**EXERCISE**
Extract each line of the records below that contains the word "machine".

**DATA FOR THIS TASK**
//! Canonical domain types for the fleetdeck client.

pub mod machine;
pub mod power;

pub use machine::{ConnectMethod, MacAddress, Machine, MachineKind, RUNNING_STATUS};
pub use power::PowerOp;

**ANSWER BOX**
pub mod machine;
pub use machine::{ConnectMethod, MacAddress, Machine, MachineKind, RUNNING_STATUS};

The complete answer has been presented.